11. LIABILITY FOR DEFECTS/LIABILITY

(1) Kenjo guarantees the functional and operational readiness of the ACCESS TO THE SERVICE according to the provisions of this performance contract. For optimum use, compatible browsers are to be used in accordance with the documentation in the help center.

(2) The strict liability for initial material defects (§ 536a paragraph 1, 1st alternative BGB) is excluded.
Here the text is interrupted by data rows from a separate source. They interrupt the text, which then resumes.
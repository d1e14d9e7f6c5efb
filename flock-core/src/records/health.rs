//! Medicine and vaccination records

use chrono::NaiveDate;
use serde::{Deserialize, Serialize};

use super::{latest_batch, optional_text, require, require_positive, ChickenIntake};
use crate::error::ValidationError;
use crate::journal::Journal;

pub const DEFAULT_MEDICINE_TYPE: &str = "抗生素";
pub const DEFAULT_MEDICINE_USAGE: &str = "飲水添加";
pub const DEFAULT_VACCINE_TYPE: &str = "新城疫";
pub const DEFAULT_VACCINE_USAGE: &str = "注射";
/// Shared by both forms
pub const DEFAULT_MEDICINE_SUPPLIER: &str = "農友獸醫診所";

/// Medicine given to a chicken batch
#[derive(Debug, Clone, Serialize, Deserialize, PartialEq)]
#[serde(rename_all = "camelCase")]
pub struct MedicineRecord {
    pub use_date: NaiveDate,
    pub chicken_batch: String,
    pub medicine_type: String,
    pub medicine_name: String,
    pub usage_method: String,
    pub quantity: f64,
    pub supplier: String,
    #[serde(default, skip_serializing_if = "Option::is_none")]
    pub notes: Option<String>,
}

/// A vaccination of a chicken batch
#[derive(Debug, Clone, Serialize, Deserialize, PartialEq)]
#[serde(rename_all = "camelCase")]
pub struct VaccineRecord {
    pub vaccination_date: NaiveDate,
    pub chicken_batch: String,
    pub vaccine_type: String,
    pub vaccine_name: String,
    pub usage_method: String,
    pub quantity: f64,
    pub supplier: String,
    #[serde(default, skip_serializing_if = "Option::is_none")]
    pub notes: Option<String>,
}

#[derive(Debug, Clone, PartialEq)]
pub struct MedicineForm {
    pub use_date: NaiveDate,
    pub chicken_batch: String,
    pub medicine_type: String,
    pub medicine_name: String,
    pub usage_method: String,
    pub quantity: f64,
    pub supplier: String,
    pub notes: String,
}

impl MedicineForm {
    pub fn new(today: NaiveDate, intakes: &Journal<ChickenIntake>) -> Self {
        Self {
            use_date: today,
            chicken_batch: latest_batch(intakes),
            medicine_type: DEFAULT_MEDICINE_TYPE.to_string(),
            medicine_name: String::new(),
            usage_method: DEFAULT_MEDICINE_USAGE.to_string(),
            quantity: 1.0,
            supplier: DEFAULT_MEDICINE_SUPPLIER.to_string(),
            notes: String::new(),
        }
    }

    pub fn validate(&self) -> Result<(), ValidationError> {
        require("Chicken batch", &self.chicken_batch)?;
        require("Medicine type", &self.medicine_type)?;
        require("Medicine name", &self.medicine_name)?;
        require("Usage method", &self.usage_method)?;
        require("Supplier", &self.supplier)?;
        require_positive("Quantity", self.quantity)
    }

    pub fn submit(&self) -> Result<MedicineRecord, ValidationError> {
        self.validate()?;
        Ok(MedicineRecord {
            use_date: self.use_date,
            chicken_batch: self.chicken_batch.trim().to_string(),
            medicine_type: self.medicine_type.clone(),
            medicine_name: self.medicine_name.trim().to_string(),
            usage_method: self.usage_method.clone(),
            quantity: self.quantity,
            supplier: self.supplier.clone(),
            notes: optional_text(&self.notes),
        })
    }
}

#[derive(Debug, Clone, PartialEq)]
pub struct VaccineForm {
    pub vaccination_date: NaiveDate,
    pub chicken_batch: String,
    pub vaccine_type: String,
    pub vaccine_name: String,
    pub usage_method: String,
    pub quantity: f64,
    pub supplier: String,
    pub notes: String,
}

impl VaccineForm {
    pub fn new(today: NaiveDate, intakes: &Journal<ChickenIntake>) -> Self {
        Self {
            vaccination_date: today,
            chicken_batch: latest_batch(intakes),
            vaccine_type: DEFAULT_VACCINE_TYPE.to_string(),
            vaccine_name: String::new(),
            usage_method: DEFAULT_VACCINE_USAGE.to_string(),
            quantity: 1.0,
            supplier: DEFAULT_MEDICINE_SUPPLIER.to_string(),
            notes: String::new(),
        }
    }

    pub fn validate(&self) -> Result<(), ValidationError> {
        require("Chicken batch", &self.chicken_batch)?;
        require("Vaccine type", &self.vaccine_type)?;
        require("Vaccine name", &self.vaccine_name)?;
        require("Usage method", &self.usage_method)?;
        require("Supplier", &self.supplier)?;
        require_positive("Quantity", self.quantity)
    }

    pub fn submit(&self) -> Result<VaccineRecord, ValidationError> {
        self.validate()?;
        Ok(VaccineRecord {
            vaccination_date: self.vaccination_date,
            chicken_batch: self.chicken_batch.trim().to_string(),
            vaccine_type: self.vaccine_type.clone(),
            vaccine_name: self.vaccine_name.trim().to_string(),
            usage_method: self.usage_method.clone(),
            quantity: self.quantity,
            supplier: self.supplier.clone(),
            notes: optional_text(&self.notes),
        })
    }
}

#[cfg(test)]
mod tests {
    use super::*;
    use crate::categories::{CHICKEN_RECORDS, MEDICINE_RECORDS, VACCINE_RECORDS};
    use crate::records::IntakeForm;
    use crate::storage::{KeyValueBacking, MemoryBacking};
    use std::sync::Arc;

    fn day() -> NaiveDate {
        NaiveDate::from_ymd_opt(2024, 3, 15).unwrap()
    }

    fn intakes_with_batch() -> (Arc<MemoryBacking>, Journal<ChickenIntake>) {
        let backing = Arc::new(MemoryBacking::new());
        let mut intakes: Journal<ChickenIntake> = Journal::load(backing.clone(), CHICKEN_RECORDS);
        intakes.record(IntakeForm::new(day()).submit().unwrap());
        (backing, intakes)
    }

    #[test]
    fn test_medicine_form_defaults_and_name_required() {
        let (_, intakes) = intakes_with_batch();
        let form = MedicineForm::new(day(), &intakes);

        assert_eq!(form.chicken_batch, "B20240315");
        assert_eq!(form.medicine_type, "抗生素");
        assert_eq!(form.usage_method, "飲水添加");
        assert_eq!(form.supplier, "農友獸醫診所");
        assert_eq!(form.submit(), Err(ValidationError::EmptyField("Medicine name")));
    }

    #[test]
    fn test_medicine_journal_shape() {
        let (backing, intakes) = intakes_with_batch();
        let mut form = MedicineForm::new(day(), &intakes);
        form.medicine_name = " 安莫西林 ".to_string();

        let mut journal: Journal<MedicineRecord> = Journal::load(backing.clone(), MEDICINE_RECORDS);
        journal.record(form.submit().unwrap());
        assert_eq!(journal.latest().unwrap().data.medicine_name, "安莫西林");

        let raw = backing.load(MEDICINE_RECORDS).unwrap().unwrap();
        assert!(raw.contains("\"useDate\":\"2024-03-15\""));
        assert!(raw.contains("\"usageMethod\":\"飲水添加\""));
    }

    #[test]
    fn test_vaccine_form_defaults() {
        let (backing, intakes) = intakes_with_batch();
        let mut form = VaccineForm::new(day(), &intakes);
        assert_eq!(form.vaccine_type, "新城疫");
        assert_eq!(form.usage_method, "注射");

        form.vaccine_name = "新城疫活毒疫苗".to_string();
        let mut journal: Journal<VaccineRecord> = Journal::load(backing.clone(), VACCINE_RECORDS);
        journal.record(form.submit().unwrap());

        let raw = backing.load(VACCINE_RECORDS).unwrap().unwrap();
        assert!(raw.contains("\"vaccinationDate\":\"2024-03-15\""));
    }

    #[test]
    fn test_vaccine_requires_batch() {
        let backing = Arc::new(MemoryBacking::new());
        let intakes: Journal<ChickenIntake> = Journal::load(backing, CHICKEN_RECORDS);
        let mut form = VaccineForm::new(day(), &intakes);
        form.vaccine_name = "禽流感疫苗".to_string();

        assert_eq!(form.submit(), Err(ValidationError::EmptyField("Chicken batch")));
    }
}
(3) Claims for damages against Kenjo are excluded regardless of the legal grounds, unless Kenjo, its legal representatives or vicarious agents have acted with intent or gross negligence. Kenjo shall only be liable for slight negligence if one of the essential contractual obligations has been violated by Kenjo, its legal representatives or executives or vicarious agents. Kenjo shall only be liable for foreseeable damages, the occurrence of which must typically be expected. Essential contractual obligations are those obligations which form the basis of the contract, which were decisive for the conclusion of the contract and on whose fulfilment the Customer may rely. Kenjo is not liable for the loss of data insofar as the damage is due to the fact that the Customer has failed to carry out data backups and thereby ensure that lost data can be restored with reasonable effort.

(4) Kenjo shall have unlimited liability for damages caused intentionally or negligently by Kenjo, its legal representatives or vicarious agents due to injury to life, body, or health.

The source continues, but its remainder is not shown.